87 In casu moet rekening worden gehouden met het feit dat de bekendmaking van de Commissie volgde na een beschikking van dezelfde instelling, een arrest van het Hof waarbij deze beschikking nietig is verklaard, en een bericht van de Commissie waarbij zij de procedure van artikel 93, lid 2, van het Verdrag heropende en de belanghebbenden uitnodigde hun opmerkingen kenbaar te maken (PB 1992, C 10, blz. 3), waarnaar bovendien in de bekendmaking is verwezen.

88 Het Koninkrijk België merkt op, dat de bekendmaking geen beschrijving van het F-tarief noch van de toepassingsvoorwaarden bevat, en niet preciseert dat de korting van het F-tarief variabel was.

89 Dienaangaande moet worden vastgesteld, dat deze gegevens zowel in 's Hofs arrest, houdende nietigverklaring van de eerste beschikking, als in de desbetreffende conclusie van advocaat-generaal Mischo voorkomen, alsook in het bericht van de Commissie waarbij zij de procedure van artikel 93, lid 2, van het Verdrag heeft heropend. Bijgevolg moet worden aangenomen, dat de belanghebbenden van deze gegevens kennis hebben kunnen nemen en dat zij het Hof hun standpunt dienaangaande hebben kunnen meedelen.

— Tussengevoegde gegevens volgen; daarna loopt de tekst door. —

use super::Settings;
use crate::core::error::{Error, Result};
use std::collections::HashMap;
use std::path::{Path, PathBuf};

/// Default settings file name, looked up in the root directory.
pub const SETTINGS_FILE: &str = "workload-runner.toml";

/// Settings loader that layers several sources.
pub struct SettingsLoader {
    /// Root directory of the tool checkout.
    root: Option<PathBuf>,
    /// Explicit settings file path.
    settings_file: Option<PathBuf>,
    /// Whether env var overrides are applied.
    use_env: bool,
}

impl SettingsLoader {
    /// Create a new settings loader.
    pub fn new() -> Self {
        Self {
            root: None,
            settings_file: None,
            use_env: true,
        }
    }

    /// Set the root directory.
    pub fn root(mut self, root: impl Into<PathBuf>) -> Self {
        self.root = Some(root.into());
        self
    }

    /// Set an explicit settings file path.
    pub fn settings_file(mut self, path: impl Into<PathBuf>) -> Self {
        self.settings_file = Some(path.into());
        self
    }

    /// Skip `WORKLOAD_RUNNER_*` overrides.
    pub fn no_env(mut self) -> Self {
        self.use_env = false;
        self
    }

    /// Load settings from all enabled sources.
    ///
    /// Priority (later sources override earlier):
    /// 1. Default values
    /// 2. Settings file (explicit, or `workload-runner.toml` in the root if present)
    /// 3. Profile overlay (`WORKLOAD_RUNNER_PROFILE`)
    /// 4. Individual env var overrides (`WORKLOAD_RUNNER_*`)
    pub fn load(self) -> Result<(Settings, PathBuf)> {
        let root = self
            .root
            .clone()
            .ok_or_else(|| Error::config("root directory not specified"))?;

        let mut value = serde_json::to_value(Settings::default())?;
        let mut profiles: HashMap<String, serde_json::Value> = HashMap::new();

        let file = match self.settings_file {
            Some(ref path) => Some(path.clone()),
            None => Some(root.join(SETTINGS_FILE)).filter(|p| p.is_file()),
        };

        if let Some(path) = file {
            let file_value = Self::load_toml_file(&path)?;
            extract_profiles(&file_value, &mut profiles);
            deep_merge(&mut value, &strip_profiles(file_value));
        }

        if self.use_env {
            if let Some(profile_name) = super::env::get_profile_name() {
                let profile_value = profiles.get(&profile_name).ok_or_else(|| {
                    let mut available: Vec<&str> = profiles.keys().map(|s| s.as_str()).collect();
                    available.sort_unstable();
                    if available.is_empty() {
                        Error::config(format!(
                            "profile '{}' not found (no profiles defined)",
                            profile_name,
                        ))
                    } else {
                        Error::config(format!(
                            "profile '{}' not found. Available profiles: {}",
                            profile_name,
                            available.join(", "),
                        ))
                    }
                })?;
                deep_merge(&mut value, profile_value);
            }
        }

        let mut settings: Settings = serde_json::from_value(value)
            .map_err(|e| Error::config(format!("invalid settings: {}", e)))?;

        if self.use_env {
            super::env::apply_env_overrides(&mut settings);
        }
        settings.validate()?;

        Ok((settings, root))
    }

    /// Load a TOML settings file as a JSON value so it can be deep-merged.
    fn load_toml_file(path: &Path) -> Result<serde_json::Value> {
        let content = std::fs::read_to_string(path).map_err(|e| {
            Error::config(format!(
                "failed to read settings file {}: {}",
                path.display(),
                e
            ))
        })?;

        let table: toml::Value = toml::from_str(&content)
            .map_err(|e| Error::config(format!("failed to parse TOML settings: {}", e)))?;
        Ok(serde_json::to_value(table)?)
    }
}

impl Default for SettingsLoader {
    fn default() -> Self {
        Self::new()
    }
}

/// Collect `[profiles.<name>]` tables.
fn extract_profiles(value: &serde_json::Value, profiles: &mut HashMap<String, serde_json::Value>) {
    if let Some(serde_json::Value::Object(map)) = value.get("profiles") {
        for (name, profile) in map {
            profiles.insert(name.clone(), profile.clone());
        }
    }
}

fn strip_profiles(mut value: serde_json::Value) -> serde_json::Value {
    if let serde_json::Value::Object(ref mut map) = value {
        map.remove("profiles");
    }
    value
}

/// Recursively deep-merge `overlay` into `base`.
///
/// - Objects: keys are merged recursively (overlay keys win for conflicts).
/// - Scalars and arrays: overlay replaces base entirely.
pub(crate) fn deep_merge(base: &mut serde_json::Value, overlay: &serde_json::Value) {
    match (base, overlay) {
        (serde_json::Value::Object(base_map), serde_json::Value::Object(overlay_map)) => {
            for (key, overlay_val) in overlay_map {
                let entry = base_map
                    .entry(key.clone())
                    .or_insert(serde_json::Value::Null);
                deep_merge(entry, overlay_val);
            }
        }
        (base, overlay) => {
            *base = overlay.clone();
        }
    }
}
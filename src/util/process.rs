use crate::core::error::{Error, Result};
use std::ffi::{OsStr, OsString};
use std::path::{Path, PathBuf};
use std::process::{Command, Output, Stdio};

/// Builder for external commands.
///
/// Output is captured and forwarded to the log at debug level; a nonzero
/// exit becomes [`Error::Command`].
#[derive(Debug, Clone)]
pub struct Cmd {
    program: OsString,
    args: Vec<OsString>,
    cwd: Option<PathBuf>,
    error_msg: Option<String>,
}

impl Cmd {
    /// Create a command for `program`.
    pub fn new(program: impl AsRef<OsStr>) -> Self {
        Self {
            program: program.as_ref().to_os_string(),
            args: Vec::new(),
            cwd: None,
            error_msg: None,
        }
    }

    /// Run `script` through `sh -c`, for pipelines and globs.
    pub fn shell(script: impl AsRef<str>) -> Self {
        Self::new("sh").arg("-c").arg(script.as_ref())
    }

    pub fn arg(mut self, arg: impl AsRef<OsStr>) -> Self {
        self.args.push(arg.as_ref().to_os_string());
        self
    }

    pub fn args<I, S>(mut self, args: I) -> Self
    where
        I: IntoIterator<Item = S>,
        S: AsRef<OsStr>,
    {
        self.args
            .extend(args.into_iter().map(|a| a.as_ref().to_os_string()));
        self
    }

    /// Set the working directory.
    pub fn cwd(mut self, dir: impl AsRef<Path>) -> Self {
        self.cwd = Some(dir.as_ref().to_path_buf());
        self
    }

    /// Message used in place of the command line when it fails.
    pub fn error_msg(mut self, msg: impl Into<String>) -> Self {
        self.error_msg = Some(msg.into());
        self
    }

    /// Human-readable command line.
    pub fn display(&self) -> String {
        std::iter::once(&self.program)
            .chain(&self.args)
            .map(|s| s.to_string_lossy().into_owned())
            .collect::<Vec<_>>()
            .join(" ")
    }

    fn command(&self) -> Command {
        let mut cmd = Command::new(&self.program);
        cmd.args(&self.args);
        if let Some(dir) = &self.cwd {
            cmd.current_dir(dir);
        }
        cmd
    }

    /// Run to completion; fails on a nonzero exit status.
    pub fn run(&self) -> Result<Output> {
        tracing::debug!(command = %self.display(), cwd = ?self.cwd, "running");

        let output = self
            .command()
            .stdin(Stdio::null())
            .output()
            .map_err(|e| Error::Command {
                command: self.label(),
                status: format!("failed to start: {}", e),
            })?;

        for line in String::from_utf8_lossy(&output.stdout).lines() {
            tracing::debug!(target: "workload_runner::cmd", "{}", line);
        }
        for line in String::from_utf8_lossy(&output.stderr).lines() {
            tracing::debug!(target: "workload_runner::cmd", "{}", line);
        }

        if !output.status.success() {
            return Err(Error::Command {
                command: self.label(),
                status: output.status.to_string(),
            });
        }
        Ok(output)
    }

    /// Run to completion and report only whether it exited zero.
    ///
    /// A command that cannot be started is an error.
    pub fn status(&self) -> Result<bool> {
        let status = self
            .command()
            .stdin(Stdio::null())
            .stdout(Stdio::null())
            .stderr(Stdio::null())
            .status()
            .map_err(|e| Error::Command {
                command: self.label(),
                status: format!("failed to start: {}", e),
            })?;
        Ok(status.success())
    }

    fn label(&self) -> String {
        self.error_msg.clone().unwrap_or_else(|| self.display())
    }
}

90 Zoals de advocaat-generaal in de punten 110 en 111 van zijn conclusie heeft geconstateerd, vormen de door het Koninkrijk België in het kader van dit middel aangevoerde argumenten overigens een herhaling van die welke het hiervóór tot staving van het middel betreffende de onjuiste uitlegging van artikel 92 van het Verdrag heeft aangevoerd. Derhalve moeten zij ook in de onderhavige context worden afgewezen.

91 Uit het voorgaande volgt, dat dit derde middel moet worden afgewezen.

92 Aangezien alle door het Koninkrijk België aangevoerde middelen falen, moet het beroep ongegrond worden verklaard.

Beslissing inzake de kosten


Kosten

93 Volgens artikel 69, lid 2, van het Reglement voor de procesvoering wordt de in het ongelijk gestelde partij in de kosten verwezen, voor zover zulks is gevorderd. Aangezien de Commissie in die zin heeft geconcludeerd en het Koninkrijk België in het ongelijk is gesteld, dient het in de kosten te worden verwezen. Ingevolge artikel 69, lid 4, eerste alinea, van dit Reglement zal het Koninkrijk der Nederlanden, dat in het geding is tussengekomen, zijn eigen kosten dragen.

Dictum


HET HOF VAN JUSTITIE (Vijfde kamer),

rechtdoende:

1) Verwerpt het beroep.

2) Verwijst verzoeker in de kosten.

3) Verstaat dat interveniënt zijn eigen kosten zal dragen.